> Your objective
Line count for "find": state how many lines of the data below include it, and output nothing more.
▬▬▬▬▬▬
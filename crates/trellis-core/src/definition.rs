//! Matrix definition types.
//!
//! These types represent the user-authored matrix YAML. A definition is loaded
//! once per invocation and never mutated afterwards.

use crate::error::DefinitionError;
use schemars::JsonSchema;
use serde::{Deserialize, Serialize};
use std::collections::BTreeMap;
use std::path::Path;

#[derive(Debug, Clone, PartialEq, Serialize, Deserialize, JsonSchema)]
#[serde(deny_unknown_fields)]
pub struct MatrixDefinition {
    pub name: String,
    #[serde(default)]
    pub description: Option<String>,
    pub runtime: RuntimeConfig,
    #[serde(default)]
    pub axes: Vec<AxisDefinition>,
    /// Global default variables, visible to every job.
    #[serde(default)]
    pub env: BTreeMap<String, String>,
    /// Variables every resolved job must define.
    #[serde(default)]
    pub required_env: Vec<String>,
    #[serde(default)]
    pub keys: RecognizedKeys,
    #[serde(default)]
    pub services: BTreeMap<String, ServiceDefinition>,
    #[serde(default)]
    pub install: Vec<String>,
    #[serde(default)]
    pub script: Vec<String>,
    #[serde(default = "default_timeout")]
    pub timeout_minutes: u32,
    #[serde(default)]
    pub max_parallel: Option<u32>,
    #[serde(default)]
    pub deploy: Option<DeployConfig>,
    pub entries: Vec<MatrixEntry>,
}

fn default_timeout() -> u32 {
    60
}

#[derive(Debug, Clone, PartialEq, Eq, Serialize, Deserialize, JsonSchema)]
#[serde(deny_unknown_fields)]
pub struct RuntimeConfig {
    /// Language name, e.g. `python`.
    pub language: String,
    /// Axis that enumerates the allowed runtime versions.
    #[serde(default)]
    pub axis: Option<String>,
}

#[derive(Debug, Clone, PartialEq, Eq, Serialize, Deserialize, JsonSchema)]
#[serde(deny_unknown_fields)]
pub struct AxisDefinition {
    pub name: String,
    /// Environment variable the axis value is exported as.
    #[serde(default)]
    pub variable: Option<String>,
    pub values: Vec<String>,
}

impl AxisDefinition {
    pub fn contains(&self, value: &str) -> bool {
        self.values.iter().any(|v| v == value)
    }
}

/// Names of the variables the engine gives a typed meaning to.
#[derive(Debug, Clone, Default, PartialEq, Eq, Serialize, Deserialize, JsonSchema)]
#[serde(deny_unknown_fields)]
pub struct RecognizedKeys {
    /// Implementation-variant selector, e.g. `PSYCOPG3_IMPL`.
    #[serde(default)]
    pub variant: Option<String>,
    /// Test-filter expression passed through to the test tool.
    #[serde(default)]
    pub test_filter: Option<String>,
    /// Database connection string.
    #[serde(default)]
    pub dsn: Option<String>,
}

#[derive(Debug, Clone, PartialEq, Eq, Serialize, Deserialize, JsonSchema)]
#[serde(deny_unknown_fields)]
pub struct ServiceDefinition {
    /// Variable holding the service version.
    pub version_from: String,
    /// Variable holding the listening port.
    #[serde(default)]
    pub port_from: Option<String>,
    #[serde(default)]
    pub default_port: Option<u16>,
    #[serde(default)]
    pub database: Option<String>,
    /// Shell template that starts the service.
    #[serde(default)]
    pub start: Option<String>,
    /// Shell template that creates `database`.
    #[serde(default)]
    pub create_database: Option<String>,
    /// Shell template that stops a service Trellis started.
    #[serde(default)]
    pub stop: Option<String>,
    #[serde(default = "default_ready_timeout")]
    pub ready_timeout_secs: u64,
}

fn default_ready_timeout() -> u64 {
    30
}

#[derive(Debug, Clone, PartialEq, Eq, Serialize, Deserialize, JsonSchema)]
#[serde(deny_unknown_fields)]
pub struct DeployConfig {
    /// Branch that must match exactly.
    pub branch: String,
    /// Boolean flag variable that must be set.
    pub flag: String,
    pub run: Vec<String>,
    #[serde(default)]
    pub env: BTreeMap<String, String>,
    #[serde(default)]
    pub workdir: Option<String>,
}

#[derive(Debug, Clone, PartialEq, Eq, Serialize, Deserialize, JsonSchema)]
#[serde(deny_unknown_fields)]
pub struct MatrixEntry {
    #[serde(default)]
    pub label: Option<String>,
    #[serde(default)]
    pub runtime: Option<String>,
    /// Axis selections, exported through each axis' variable.
    #[serde(default)]
    pub axes: BTreeMap<String, String>,
    /// Ordered `KEY=VALUE` overrides; later items win.
    #[serde(default)]
    pub env: Vec<String>,
    #[serde(default)]
    pub variables: BTreeMap<String, String>,
    #[serde(default)]
    pub services: Vec<ServiceRef>,
    #[serde(default)]
    pub workdir: Option<String>,
    /// Host packages installed before the job runs.
    #[serde(default)]
    pub addons: Vec<String>,
    /// Replaces the default install phase. An empty list means no install.
    #[serde(default)]
    pub install: Option<Vec<String>>,
    #[serde(default)]
    pub script: Option<Vec<String>>,
    #[serde(default)]
    pub allow_failure: bool,
    #[serde(default)]
    pub timeout_minutes: Option<u32>,
}

/// Reference to a service from the catalogue, optionally pinning its port.
#[derive(Debug, Clone, PartialEq, Eq, Serialize, Deserialize, JsonSchema)]
#[serde(untagged)]
pub enum ServiceRef {
    Name(String),
    Detailed {
        name: String,
        #[serde(default)]
        port: Option<u16>,
    },
}

impl ServiceRef {
    pub fn name(&self) -> &str {
        match self {
            ServiceRef::Name(name) => name,
            ServiceRef::Detailed { name, .. } => name,
        }
    }

    pub fn port(&self) -> Option<u16> {
        match self {
            ServiceRef::Name(_) => None,
            ServiceRef::Detailed { port, .. } => *port,
        }
    }
}

impl MatrixDefinition {
    /// Parse a definition from YAML.
    pub fn from_yaml(content: &str) -> Result<Self, DefinitionError> {
        Ok(serde_yaml::from_str(content)?)
    }

    /// Load and parse a definition file.
    pub fn load(path: &Path) -> Result<Self, DefinitionError> {
        let content = std::fs::read_to_string(path)
            .map_err(|e| DefinitionError::Parse(format!("{}: {}", path.display(), e)))?;
        Self::from_yaml(&content)
    }

    pub fn axis(&self, name: &str) -> Option<&AxisDefinition> {
        self.axes.iter().find(|a| a.name == name)
    }

    /// Axis bound to the given environment variable, if any.
    pub fn axis_for_variable(&self, variable: &str) -> Option<&AxisDefinition> {
        self.axes
            .iter()
            .find(|a| a.variable.as_deref() == Some(variable))
    }
}

#[cfg(test)]
mod tests {
    use super::*;

    const MINIMAL: &str = r#"
name: demo
runtime:
  language: python
entries:
  - runtime: "3.8"
"#;

    #[test]
    fn test_parse_minimal_definition() {
        let def = MatrixDefinition::from_yaml(MINIMAL).unwrap();
        assert_eq!(def.name, "demo");
        assert_eq!(def.timeout_minutes, 60);
        assert_eq!(def.entries.len(), 1);
        assert!(def.entries[0].install.is_none());
    }

    #[test]
    fn test_unknown_field_is_rejected() {
        let yaml = format!("{}bogus: true\n", MINIMAL);
        let err = MatrixDefinition::from_yaml(&yaml).unwrap_err();
        assert!(matches!(err, DefinitionError::Parse(_)));
    }

    #[test]
    fn test_service_ref_forms() {
        let yaml = r#"
name: demo
runtime:
  language: python
entries:
  - runtime: "3.8"
    services:
      - postgresql
      - name: redis
        port: 6380
"#;
        let def = MatrixDefinition::from_yaml(yaml).unwrap();
        let services = &def.entries[0].services;
        assert_eq!(services[0].name(), "postgresql");
        assert_eq!(services[0].port(), None);
        assert_eq!(services[1].name(), "redis");
        assert_eq!(services[1].port(), Some(6380));
    }

    #[test]
    fn test_empty_install_phase_is_explicit() {
        let yaml = r#"
name: demo
runtime:
  language: python
install: ["pip install tox"]
entries:
  - runtime: "3.8"
    install: []
"#;
        let def = MatrixDefinition::from_yaml(yaml).unwrap();
        assert_eq!(def.entries[0].install, Some(vec![]));
    }
}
▬▬▬▬▬▬
> Written solution
2